My stomach drops out of me. There is a hollow place where argument lives. “That’s not how it—” My voice is thin. “It happened fast. He lunged—”
“He lunged,” Pete repeats, not unkindly. “But you had the knife away from him first. You had the control.” He leans forward, fingers steepled. “We could take this to the police, Tom. We could tell them every word and let the law sort it out.”
I feel like someone’s speaking through a wall. “I was holding him down to stop him,” I say. “I thought he would have killed Pete.”
“You’ve seen it back now,” Pete says softly. “It’s not a good look.”
It is not a good look. The camera is merciless; the camera makes choices for the world. When you see a thing through a lens that has no mercy and no excuses, there is very little left to say that sounds like a defence.
Pete turns the remote toward me like a judge passing sentence. “So, let’s just all calm down.
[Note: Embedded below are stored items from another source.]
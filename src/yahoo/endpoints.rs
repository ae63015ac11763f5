//! Endpoint client for the Yahoo Fantasy v2 API.
//!
//! Every request goes through the injected [`SessionHandle`]; this module never
//! touches credentials. Retries cover rate limiting, server errors and
//! transport timeouts only.

use reqwest::Method;
use serde_json::Value;
use std::fmt;
use std::time::Duration;
use tracing::{debug, info, instrument, warn};

use crate::cli::types::{LeagueKey, Period, TeamKey, Week};
use crate::core::session::{SessionHandle, SessionProvider};
use crate::{HoopsError, Result};


/// Base path for the Yahoo Fantasy Sports v2 API.
pub const FANTASY_BASE_URL: &str = "https://fantasysports.yahooapis.com/fantasy/v2";

/// Largest page the collection endpoints will serve.
pub const MAX_PAGE_SIZE: u32 = 25;

/// Decoded JSON body of one response, before normalization.
pub type RawPayload = Value;

/// The remote resources the pipeline knows how to fetch.
#[derive(Debug, Clone, PartialEq, Eq)]
pub enum Resource {
    /// League metadata with its settings block.
    League(LeagueKey),
    /// All teams in a league, with standings. Paginated.
    Teams(LeagueKey),
    /// Players in a league's player pool. Paginated.
    Players(LeagueKey),
    Roster { team: TeamKey, week: Week },
    /// The league scoreboard for one week.
    Matchups { league: LeagueKey, week: Week },
    Stats { team: TeamKey, period: Period },
}

impl Resource {
    pub fn is_paginated(&self) -> bool {
        matches!(self, Resource::Teams(_) | Resource::Players(_))
    }

    /// Plural and singular keys of the collection a paginated resource returns.
    pub fn collection_keys(&self) -> Option<(&'static str, &'static str)> {
        match self {
            Resource::Teams(_) => Some(("teams", "team")),
            Resource::Players(_) => Some(("players", "player")),
            _ => None,
        }
    }

    /// Path below the API base, including matrix parameters.
    pub fn path(&self, page: Option<PageParams>) -> String {
        let paging = page
            .map(|p| format!(";start={};count={}", p.start, p.count))
            .unwrap_or_default();

        match self {
            Resource::League(league) => format!("league/{}/settings", league),
            Resource::Teams(league) => {
                format!("league/{}/teams{};out=standings", league, paging)
            }
            Resource::Players(league) => format!("league/{}/players{}", league, paging),
            Resource::Roster { team, week } => format!("team/{}/roster;week={}", team, week),
            Resource::Matchups { league, week } => {
                format!("league/{}/scoreboard;type=week;week={}", league, week)
            }
            Resource::Stats { team, period } => match period {
                Period::Week(w) => format!("team/{}/stats;type=week;week={}", team, w),
                Period::Date(d) => format!("team/{}/stats;type=date;date={}", team, d),
                Period::Season(s) => format!("team/{}/stats;type=season;season={}", team, s),
            },
        }
    }
}

impl fmt::Display for Resource {
    fn fmt(&self, f: &mut fmt::Formatter<'_>) -> fmt::Result {
        match self {
            Resource::League(league) => write!(f, "league {}", league),
            Resource::Teams(league) => write!(f, "teams of {}", league),
            Resource::Players(league) => write!(f, "players of {}", league),
            Resource::Roster { team, week } => write!(f, "roster of {} for week {}", team, week),
            Resource::Matchups { league, week } => {
                write!(f, "scoreboard of {} for week {}", league, week)
            }
            Resource::Stats { team, period } => write!(f, "stats of {} for {}", team, period),
        }
    }
}

/// Pagination cursor parameters for collection resources.
#[derive(Debug, Clone, Copy, PartialEq, Eq)]
pub struct PageParams {
    pub start: u32,
    pub count: u32,
}

impl PageParams {
    /// `count` is clamped to `1..=MAX_PAGE_SIZE`.
    pub fn new(start: u32, count: u32) -> Self {
        Self {
            start,
            count: clamp_page_size(count),
        }
    }
}

pub fn clamp_page_size(count: u32) -> u32 {
    count.clamp(1, MAX_PAGE_SIZE)
}

/// Retry ceiling and backoff for transient failures.
#[derive(Debug, Clone, Copy, PartialEq, Eq)]
pub struct FetchPolicy {
    /// Total attempts per request, including the first.
    pub max_attempts: u32,
    /// Delay before the second attempt; doubles for each later one.
    pub base_backoff: Duration,
}

impl Default for FetchPolicy {
    fn default() -> Self {
        Self {
            max_attempts: 3,
            base_backoff: Duration::from_millis(250),
        }
    }
}

impl FetchPolicy {
    pub fn with_max_attempts(mut self, max_attempts: u32) -> Self {
        self.max_attempts = max_attempts.max(1);
        self
    }

    /// Delay after the given failed attempt (1-based).
    pub fn backoff_after(&self, attempt: u32) -> Duration {
        let factor = 2u32.saturating_pow(attempt.saturating_sub(1));
        self.base_backoff.saturating_mul(factor)
    }
}

enum StatusClass {
    Success,
    Auth,
    Transient,
    Invalid,
}

fn classify(status: u16) -> StatusClass {
    match status {
        200..=299 => StatusClass::Success,
        401 | 403 => StatusClass::Auth,
        429 | 500..=599 => StatusClass::Transient,
        _ => StatusClass::Invalid,
    }
}

/// Pull the API's own error description out of an error body when it has one.
fn error_message(body: &str) -> String {
    serde_json::from_str::<Value>(body)
        .ok()
        .and_then(|v| {
            v.pointer("/error/description")
                .and_then(Value::as_str)
                .map(str::to_string)
        })
        .unwrap_or_else(|| body.chars().take(200).collect())
}

/// Issues requests for known resources through an injected session.
pub struct EndpointClient<S> {
    session: SessionHandle<S>,
    base_url: String,
    policy: FetchPolicy,
}

impl<S: SessionProvider> EndpointClient<S> {
    pub fn new(provider: S) -> Self {
        Self {
            session: SessionHandle::new(provider),
            base_url: FANTASY_BASE_URL.to_string(),
            policy: FetchPolicy::default(),
        }
    }

    pub fn with_base_url(mut self, base_url: impl Into<String>) -> Self {
        self.base_url = base_url.into().trim_end_matches('/').to_string();
        self
    }

    pub fn with_policy(mut self, policy: FetchPolicy) -> Self {
        self.policy = policy;
        self
    }

    pub fn policy(&self) -> FetchPolicy {
        self.policy
    }

    pub fn session(&self) -> &SessionHandle<S> {
        &self.session
    }

    pub fn url_for(&self, resource: &Resource, page: Option<PageParams>) -> String {
        format!("{}/{}", self.base_url, resource.path(page))
    }

    /// Fetch one resource, retrying transient failures.
    ///
    /// 401/403 surface as `AuthExpired` without any refresh; see
    /// [`fetch_with_reauth`](Self::fetch_with_reauth).
    #[instrument(skip(self, resource), fields(resource = %resource))]
    pub async fn fetch_resource(
        &self,
        resource: &Resource,
        page: Option<PageParams>,
    ) -> Result<RawPayload> {
        match (resource.is_paginated(), page.is_some()) {
            (true, false) => {
                return Err(HoopsError::InvalidRequest {
                    resource: resource.to_string(),
                    status: 0,
                    message: "paginated resource requires start/count".to_string(),
                })
            }
            (false, true) => {
                return Err(HoopsError::InvalidRequest {
                    resource: resource.to_string(),
                    status: 0,
                    message: "resource does not accept start/count".to_string(),
                })
            }
            _ => {}
        }

        let url = self.url_for(resource, page);
        let params = [("format".to_string(), "json".to_string())];
        let max_attempts = self.policy.max_attempts.max(1);
        let mut last_status = None;
        let mut attempt = 0u32;

        loop {
            attempt += 1;
            debug!("GET {} (attempt {}/{})", url, attempt, max_attempts);

            match self.session.request(Method::GET, &url, &params).await {
                Ok(res) => match classify(res.status) {
                    StatusClass::Success => return Ok(serde_json::from_str(&res.body)?),
                    StatusClass::Auth => {
                        warn!("{} returned {}; session expired", resource, res.status);
                        return Err(HoopsError::AuthExpired);
                    }
                    StatusClass::Invalid => {
                        return Err(HoopsError::InvalidRequest {
                            resource: resource.to_string(),
                            status: res.status,
                            message: error_message(&res.body),
                        })
                    }
                    StatusClass::Transient => last_status = Some(res.status),
                },
                Err(HoopsError::Http(e)) if e.is_timeout() || e.is_connect() => {
                    warn!("Request error for {}: {}", resource, e);
                }
                Err(e) => return Err(e),
            }

            if attempt >= max_attempts {
                return Err(HoopsError::TransientFetchFailure {
                    resource: resource.to_string(),
                    attempts: attempt,
                    last_status,
                });
            }

            let wait = self.policy.backoff_after(attempt);
            warn!(
                "Transient failure on {} (status {:?}). Retrying in {:?} (attempt {}/{})",
                resource,
                last_status,
                wait,
                attempt + 1,
                max_attempts
            );
            tokio::time::sleep(wait).await;
        }
    }

    /// [`fetch_resource`](Self::fetch_resource) with one transparent
    /// re-authentication per run.
    pub async fn fetch_with_reauth(
        &mut self,
        resource: &Resource,
        page: Option<PageParams>,
    ) -> Result<RawPayload> {
        match self.fetch_resource(resource, page).await {
            Err(HoopsError::AuthExpired) => {
                info!("Re-authenticating after auth failure on {}", resource);
                self.session.reauthenticate().await?;
                self.fetch_resource(resource, page).await
            }
            other => other,
        }
    }
}
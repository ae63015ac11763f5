//! Response normalizer: raw payloads to flat entities.
//!
//! Shape handling is delegated to [`super::shape`]; this module only decides
//! which fields are required, how optional ones default, and how stat values
//! are parsed. Problems with a single record never fail the page: they are
//! recorded as [`Diagnostic`]s and the record is skipped.

use serde::Serialize;
use serde_json::Value;
use std::collections::BTreeMap;
use std::fmt;
use tracing::warn;

use super::shape::{self, Fields};
use super::types::{
    Entity, EntityKind, Fraction, LeagueSettings, Matchup, MatchupOutcome, MatchupSide, Player,
    PlayerStatus, Roster, RosterSlot, Standing, StatKind, StatLine, StoredEntity, Subject, Team,
    UNKNOWN,
};
use crate::cli::types::{Period, PlayerKey, Position, Season, StatId, TeamKey, Week};

#[cfg(test)]
mod tests;

/// A non-fatal problem found while normalizing a page.
#[derive(Debug, Clone, PartialEq, Serialize)]
#[serde(tag = "type", rename_all = "snake_case")]
pub enum Diagnostic {
    /// A record lacked a required field and was skipped.
    MalformedEntity {
        kind: EntityKind,
        index: usize,
        reason: String,
    },
    /// A stat value that is not a number; excluded from the stat line.
    UnparseableStat {
        subject: String,
        stat_id: StatId,
        raw: String,
    },
    /// A stat id outside the league's declared categories; dropped.
    UnknownCategory { subject: String, stat_id: StatId },
}

impl fmt::Display for Diagnostic {
    fn fmt(&self, f: &mut fmt::Formatter<'_>) -> fmt::Result {
        match self {
            Diagnostic::MalformedEntity {
                kind,
                index,
                reason,
            } => write!(f, "malformed {} at index {}: {}", kind, index, reason),
            Diagnostic::UnparseableStat {
                subject,
                stat_id,
                raw,
            } => write!(f, "unparseable stat {} for {}: {:?}", stat_id, subject, raw),
            Diagnostic::UnknownCategory { subject, stat_id } => {
                write!(f, "unknown stat category {} for {}", stat_id, subject)
            }
        }
    }
}

/// Entities from one payload, in payload order, with what went wrong.
#[derive(Debug, Clone, PartialEq)]
pub struct Normalized<T> {
    pub entities: Vec<T>,
    pub diagnostics: Vec<Diagnostic>,
    /// Records intentionally left out, such as matchups still in progress.
    pub skipped: usize,
}

impl<T> Default for Normalized<T> {
    fn default() -> Self {
        Self {
            entities: Vec::new(),
            diagnostics: Vec::new(),
            skipped: 0,
        }
    }
}

impl<T> Normalized<T> {
    pub fn map<U>(self, f: impl FnMut(T) -> U) -> Normalized<U> {
        Normalized {
            entities: self.entities.into_iter().map(f).collect(),
            diagnostics: self.diagnostics,
            skipped: self.skipped,
        }
    }

    fn malformed(&mut self, kind: EntityKind, index: usize, reason: impl Into<String>) {
        let diagnostic = Diagnostic::MalformedEntity {
            kind,
            index,
            reason: reason.into(),
        };
        warn!("Skipping {}", diagnostic);
        self.diagnostics.push(diagnostic);
    }
}
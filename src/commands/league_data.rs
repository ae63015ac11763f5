//! League data command implementation

use tracing::warn;

use crate::{
    core::{league_settings_path, SessionProvider},
    yahoo::{
        endpoints::{EndpointClient, Resource, MAX_PAGE_SIZE},
        normalize::normalize_teams,
        paginate::paginate,
        settings::load_or_fetch_league_settings,
        types::{LeagueSettings, Team},
    },
    LeagueContext, Result,
};

use super::{oauth_client, resolve_league_context, LeagueArgs};

/// Handle the league data command
pub async fn handle_league_data(league: LeagueArgs, refresh: bool, verbose: bool) -> Result<()> {
    let ctx = resolve_league_context(&league)?;
    let path = league_settings_path(&ctx.league_key());

    if refresh {
        println!("Fetching fresh league settings from Yahoo...");
    } else {
        println!("Loading league settings (cached if available)...");
    }

    let mut client = oauth_client(None)?;
    let settings = load_or_fetch_league_settings(&mut client, &ctx, refresh, &path).await?;

    println!("✓ League settings loaded successfully");
    print!("{}", describe_settings(&settings));

    let teams = fetch_teams(&mut client, &ctx, &settings).await?;
    print!("{}", describe_teams(&teams));

    if verbose {
        println!("League settings cached at: {}", path.display());
        println!("League key: {}, Season: {}", ctx.league_key(), ctx.season());
    }

    Ok(())
}

/// Every team in the league, fetched page by page.
pub async fn fetch_teams<S: SessionProvider>(
    client: &mut EndpointClient<S>,
    ctx: &LeagueContext,
    settings: &LeagueSettings,
) -> Result<Vec<Team>> {
    let mut teams = Vec::new();
    let mut cursor = paginate(client, Resource::Teams(ctx.league_key()), MAX_PAGE_SIZE)
        .with_expected_total(settings.num_teams as usize);
    while let Some(page) = cursor.next_page().await? {
        let normalized = normalize_teams(&page.payload);
        for d in &normalized.diagnostics {
            warn!("{}", d);
        }
        teams.extend(normalized.entities);
    }
    Ok(teams)
}

/// One line per team with its managers.
pub fn describe_teams(teams: &[Team]) -> String {
    let mut out = format!("Teams ({}):\n", teams.len());
    for team in teams {
        let managers = match team.managers.as_slice() {
            [] => "no manager listed".to_string(),
            names => names.join(", "),
        };
        out.push_str(&format!("  {:<28} {}\n", team.name, managers));
    }
    out
}

/// Human-readable summary of a league's settings.
pub fn describe_settings(settings: &LeagueSettings) -> String {
    let mut out = format!(
        "{} ({} teams, {} scoring)\nWeeks {}-{}, current week {}",
        settings.name,
        settings.num_teams,
        settings.scoring_type,
        settings.start_week,
        settings.end_week,
        settings.current_week
    );
    if let Some(playoffs) = settings.playoff_start_week {
        out.push_str(&format!(", playoffs from week {}", playoffs));
    }
    if settings.is_finished {
        out.push_str(" (finished)");
    }
    out.push('\n');

    let categories: Vec<String> = settings
        .stat_categories
        .iter()
        .map(|c| {
            if c.is_scoring() {
                c.display_name.clone()
            } else {
                format!("({})", c.display_name)
            }
        })
        .collect();
    out.push_str(&format!("Categories: {}\n", categories.join(" ")));

    let slots: Vec<String> = settings
        .roster_positions
        .iter()
        .map(|r| format!("{}x{}", r.position, r.count))
        .collect();
    out.push_str(&format!(
        "Roster: {} ({} active)\n",
        slots.join(" "),
        settings.players_per_team()
    ));
    out
}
We can all live happily together in this house. We have fun, don’t we?” he says, all too casually. “And that can continue, but I just need access to your bank accounts.”
The demand hangs in the air, not phrased as a threat but with every millimetre of implication it needs. Blackmail with more polish than the word deserves.
“I’m not going to blow it all in one go,” Pete says, as if to reassure me. “I’m not reckless. Just enough for us to live long term as we have been.”
Sam’s eyes flick to Emma. “With some extra top-up funds from you.” She’s sitting on the floor, knees pulled to her chest, wet tracks down her cheeks. She looks like she could break like a biscuit.
Pete also looks to Emma. “I know you need that video of you in the house the night of the fire. You can have it. Hell, I’ll stand up in court as your alibi to get the police out the way. I’ll just need your funds too.”
“I don’t have any money,” she whispers.
Pete laughs. “Of course, you do. I know your family background. Chris told me all about it. I know how much money he started with. You don’t just lose that kind of generational wealth.”
Emma is the one to laugh this time. “Then, you really don’t know me at all. I lost the money years ago. Blew it on all kinds of shit. Theexpensive clothes, the car, the jewellery, all I have left now is stuff. But I have no real money. I live month to month like anyone else. Why do you think I spent two years inside for fraud?”
“I see,” Pete says. His tone is steady and clinical.
Pete looks at Sam, then back to Emma.